Data items

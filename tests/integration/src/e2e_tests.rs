//! End-to-end flows combining budgets, caching, records, and reporting.

use crate::fixtures::*;
use crate::mock_provider::{ModelScript, ScriptedProvider};
use pipeline_core::{
    BudgetOverrides, Enforcement, EngineConfig, PipelineError, TenantId, TenantRef,
};
use pipeline_executor::{ExecutionRequest, ExecutionStatus, ExecutionStorage};
use serde_json::json;

fn acme() -> TenantId {
    TenantId::new("acme").expect("valid tenant")
}

/// A full journey: two agents, spend accumulation, execution history, and
/// a status report that reflects both.
#[tokio::test]
async fn full_journey_records_and_reports() {
    let config = EngineConfig::builder()
        .namespace("e2e")
        .tenant_budget(
            "acme",
            BudgetOverrides {
                enforcement: Some(Enforcement::Soft),
                daily_limit: Some(100.0),
                monthly_limit: Some(1000.0),
                ..Default::default()
            },
        )
        .build();
    let provider = ScriptedProvider::new()
        .with_script("gpt-4o", ModelScript::ok_with_cost("summary", 2.5))
        .with_script("dall-e-3", ModelScript::ok_with_cost("image-url", 7.5));
    let harness = TestHarness::new(provider, config);

    let summarizer = chat_agent("summarizer", "gpt-4o");
    let illustrator = chat_agent("illustrator", "dall-e-3");

    harness
        .executor
        .execute(
            &summarizer,
            ExecutionRequest::new(json!("doc")).with_tenant(tenant("acme")),
        )
        .await
        .expect("summarizer succeeds");
    harness
        .executor
        .execute(
            &illustrator,
            ExecutionRequest::new(json!("a lighthouse")).with_tenant(tenant("acme")),
        )
        .await
        .expect("illustrator succeeds");

    // Spend accumulated across both agents.
    let t = acme();
    let gate_config = pipeline_budget::BudgetConfig {
        daily_limit: Some(100.0),
        monthly_limit: Some(1000.0),
        ..Default::default()
    };
    let report = harness
        .executor
        .budget_query()
        .status(None, Some(&t), &gate_config)
        .await;

    let daily = report.global_daily.expect("daily limit configured");
    assert!((daily.current - 10.0).abs() < 1e-9);
    assert!((daily.remaining - 90.0).abs() < 1e-9);
    assert!((daily.percent_used - 10.0).abs() < 1e-9);
    assert!(report.global_monthly.is_some());
    assert!(report.tokens_daily.is_none(), "no token limit configured");
    assert!(report.forecast.projected_month_end >= 10.0);

    // Execution history sees one record per agent.
    let stats = harness
        .storage
        .stats_for("summarizer")
        .await
        .expect("stats");
    assert_eq!(stats.total, 1);
    assert_eq!(stats.success_count, 1);
    assert!((stats.total_cost - 2.5).abs() < 1e-9);

    let stats = harness
        .storage
        .stats_for("illustrator")
        .await
        .expect("stats");
    assert_eq!(stats.total, 1);
}

/// Dynamic tenant shapes resolve at pipeline entry; unsupported shapes
/// fail closed before anything else happens.
#[tokio::test]
async fn tenant_shapes_from_json() {
    let provider = ScriptedProvider::new();
    let harness = TestHarness::with_defaults(provider);
    let agent = chat_agent("summarizer", "gpt-4o");

    // String shape.
    let by_string = TenantRef::from_value(&json!("acme")).expect("string shape");
    harness
        .executor
        .execute(
            &agent,
            ExecutionRequest::new(json!("doc")).with_tenant(by_string),
        )
        .await
        .expect("string tenant works");

    // Object shape with inline budgets.
    let by_object = TenantRef::from_value(&json!({
        "id": "acme",
        "budgets": { "enforcement": "hard", "daily_limit": 0.0 }
    }))
    .expect("object shape");
    let result = harness
        .executor
        .execute(
            &agent,
            ExecutionRequest::new(json!("doc")).with_tenant(by_object),
        )
        .await;
    assert!(
        matches!(result, Err(PipelineError::BudgetExceeded { .. })),
        "inline zero limit gates immediately"
    );

    // Unsupported shape fails closed at parse time.
    assert!(matches!(
        TenantRef::from_value(&json!(42)),
        Err(PipelineError::Validation { .. })
    ));
}

/// Failure records carry the error taxonomy; success records follow after
/// recovery.
#[tokio::test]
async fn history_tracks_failures_and_recovery() {
    let provider = ScriptedProvider::new().with_script("gpt-4o", ModelScript::BadRequest);
    let harness = TestHarness::with_defaults(provider);
    let mut agent = chat_agent("summarizer", "gpt-4o");
    agent.reliability = fast_retry(0);

    let failed = harness
        .executor
        .execute(&agent, ExecutionRequest::new(json!("doc")))
        .await;
    assert!(failed.is_err());

    harness
        .provider
        .set_script("gpt-4o", ModelScript::ok("fine now"));
    harness
        .executor
        .execute(&agent, ExecutionRequest::new(json!("doc")))
        .await
        .expect("recovered");

    let records = harness.storage.recent(2).await;
    assert_eq!(records[0].status, ExecutionStatus::Success);
    assert_eq!(records[1].status, ExecutionStatus::Error);
    assert_eq!(records[1].error_class.as_deref(), Some("ProviderError"));
    assert!(records[1]
        .error_message
        .as_deref()
        .unwrap_or("")
        .contains("bad request"));

    let stats = harness
        .storage
        .stats_for("summarizer")
        .await
        .expect("stats");
    assert_eq!(stats.total, 2);
    assert_eq!(stats.success_count, 1);
    assert_eq!(stats.error_count, 1);
}

/// Anonymous calls account against the global bucket and still work end
/// to end.
#[tokio::test]
async fn anonymous_calls_use_global_bucket() {
    let provider = ScriptedProvider::new()
        .with_script("gpt-4o", ModelScript::ok_with_cost("x", 1.5));
    let harness = TestHarness::with_defaults(provider);
    let agent = chat_agent("summarizer", "gpt-4o");

    harness
        .executor
        .execute(&agent, ExecutionRequest::new(json!("doc")))
        .await
        .expect("anonymous call succeeds");

    let spend = harness
        .executor
        .budget_query()
        .current_spend(
            pipeline_core::BudgetScope::Global,
            pipeline_core::BudgetPeriod::Daily,
            None,
            None,
        )
        .await;
    assert!((spend - 1.5).abs() < 1e-9);
}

[Activity]: Repeat the records exactly, including every line.

[Problem solution]:
filename tests/integration/src/e2e_tests.rs
//! End-to-end flows combining budgets, caching, records, and reporting.

use crate::fixtures::*;
use crate::mock_provider::{ModelScript, ScriptedProvider};
use pipeline_core::{
    BudgetOverrides, Enforcement, EngineConfig, PipelineError, TenantId, TenantRef,
};
use pipeline_executor::{ExecutionRequest, ExecutionStatus, ExecutionStorage};
use serde_json::json;

fn acme() -> TenantId {
    TenantId::new("acme").expect("valid tenant")
}

/// A full journey: two agents, spend accumulation, execution history, and
/// a status report that reflects both.
#[tokio::test]
async fn full_journey_records_and_reports() {
    let config = EngineConfig::builder()
        .namespace("e2e")
        .tenant_budget(
            "acme",
            BudgetOverrides {
                enforcement: Some(Enforcement::Soft),
                daily_limit: Some(100.0),
                monthly_limit: Some(1000.0),
                ..Default::default()
            },
        )
        .build();
    let provider = ScriptedProvider::new()
        .with_script("gpt-4o", ModelScript::ok_with_cost("summary", 2.5))
        .with_script("dall-e-3", ModelScript::ok_with_cost("image-url", 7.5));
    let harness = TestHarness::new(provider, config);

    let summarizer = chat_agent("summarizer", "gpt-4o");
    let illustrator = chat_agent("illustrator", "dall-e-3");

    harness
        .executor
        .execute(
            &summarizer,
            ExecutionRequest::new(json!("doc")).with_tenant(tenant("acme")),
        )
        .await
        .expect("summarizer succeeds");
    harness
        .executor
        .execute(
            &illustrator,
            ExecutionRequest::new(json!("a lighthouse")).with_tenant(tenant("acme")),
        )
        .await
        .expect("illustrator succeeds");

    // Spend accumulated across both agents.
    let t = acme();
    let gate_config = pipeline_budget::BudgetConfig {
        daily_limit: Some(100.0),
        monthly_limit: Some(1000.0),
        ..Default::default()
    };
    let report = harness
        .executor
        .budget_query()
        .status(None, Some(&t), &gate_config)
        .await;

    let daily = report.global_daily.expect("daily limit configured");
    assert!((daily.current - 10.0).abs() < 1e-9);
    assert!((daily.remaining - 90.0).abs() < 1e-9);
    assert!((daily.percent_used - 10.0).abs() < 1e-9);
    assert!(report.global_monthly.is_some());
    assert!(report.tokens_daily.is_none(), "no token limit configured");
    assert!(report.forecast.projected_month_end >= 10.0);

    // Execution history sees one record per agent.
    let stats = harness
        .storage
        .stats_for("summarizer")
        .await
        .expect("stats");
    assert_eq!(stats.total, 1);
    assert_eq!(stats.success_count, 1);
    assert!((stats.total_cost - 2.5).abs() < 1e-9);

    let stats = harness
        .storage
        .stats_for("illustrator")
        .await
        .expect("stats");
    assert_eq!(stats.total, 1);
}

/// Dynamic tenant shapes resolve at pipeline entry; unsupported shapes
/// fail closed before anything else happens.
#[tokio::test]
async fn tenant_shapes_from_json() {
    let provider = ScriptedProvider::new();
    let harness = TestHarness::with_defaults(provider);
    let agent = chat_agent("summarizer", "gpt-4o");

    // String shape.
    let by_string = TenantRef::from_value(&json!("acme")).expect("string shape");
    harness
        .executor
        .execute(
            &agent,
            ExecutionRequest::new(json!("doc")).with_tenant(by_string),
        )
        .await
        .expect("string tenant works");

    // Object shape with inline budgets.
    let by_object = TenantRef::from_value(&json!({
        "id": "acme",
        "budgets": { "enforcement": "hard", "daily_limit": 0.0 }
    }))
    .expect("object shape");
    let result = harness
        .executor
        .execute(
            &agent,
            ExecutionRequest::new(json!("doc")).with_tenant(by_object),
        )
        .await;
    assert!(
        matches!(result, Err(PipelineError::BudgetExceeded { .. })),
        "inline zero limit gates immediately"
    );

    // Unsupported shape fails closed at parse time.
    assert!(matches!(
        TenantRef::from_value(&json!(42)),
        Err(PipelineError::Validation { .. })
    ));
}

/// Failure records carry the error taxonomy; success records follow after
/// recovery.
#[tokio::test]
async fn history_tracks_failures_and_recovery() {
    let provider = ScriptedProvider::new().with_script("gpt-4o", ModelScript::BadRequest);
    let harness = TestHarness::with_defaults(provider);
    let mut agent = chat_agent("summarizer", "gpt-4o");
    agent.reliability = fast_retry(0);

    let failed = harness
        .executor
        .execute(&agent, ExecutionRequest::new(json!("doc")))
        .await;
    assert!(failed.is_err());

    harness
        .provider
        .set_script("gpt-4o", ModelScript::ok("fine now"));
    harness
        .executor
        .execute(&agent, ExecutionRequest::new(json!("doc")))
        .await
        .expect("recovered");

    let records = harness.storage.recent(2).await;
    assert_eq!(records[0].status, ExecutionStatus::Success);
    assert_eq!(records[1].status, ExecutionStatus::Error);
    assert_eq!(records[1].error_class.as_deref(), Some("ProviderError"));
    assert!(records[1]
        .error_message
        .as_deref()
        .unwrap_or("")
        .contains("bad request"));

    let stats = harness
        .storage
        .stats_for("summarizer")
        .await
        .expect("stats");
    assert_eq!(stats.total, 2);
    assert_eq!(stats.success_count, 1);
    assert_eq!(stats.error_count, 1);
}

/// Anonymous calls account against the global bucket and still work end
/// to end.
#[tokio::test]
async fn anonymous_calls_use_global_bucket() {
    let provider = ScriptedProvider::new()
        .with_script("gpt-4o", ModelScript::ok_with_cost("x", 1.5));
    let harness = TestHarness::with_defaults(provider);
    let agent = chat_agent("summarizer", "gpt-4o");

    harness
        .executor
        .execute(&agent, ExecutionRequest::new(json!("doc")))
        .await
        .expect("anonymous call succeeds");

    let spend = harness
        .executor
        .budget_query()
        .current_spend(
            pipeline_core::BudgetScope::Global,
            pipeline_core::BudgetPeriod::Daily,
            None,
            None,
        )
        .await;
    assert!((spend - 1.5).abs() < 1e-9);
}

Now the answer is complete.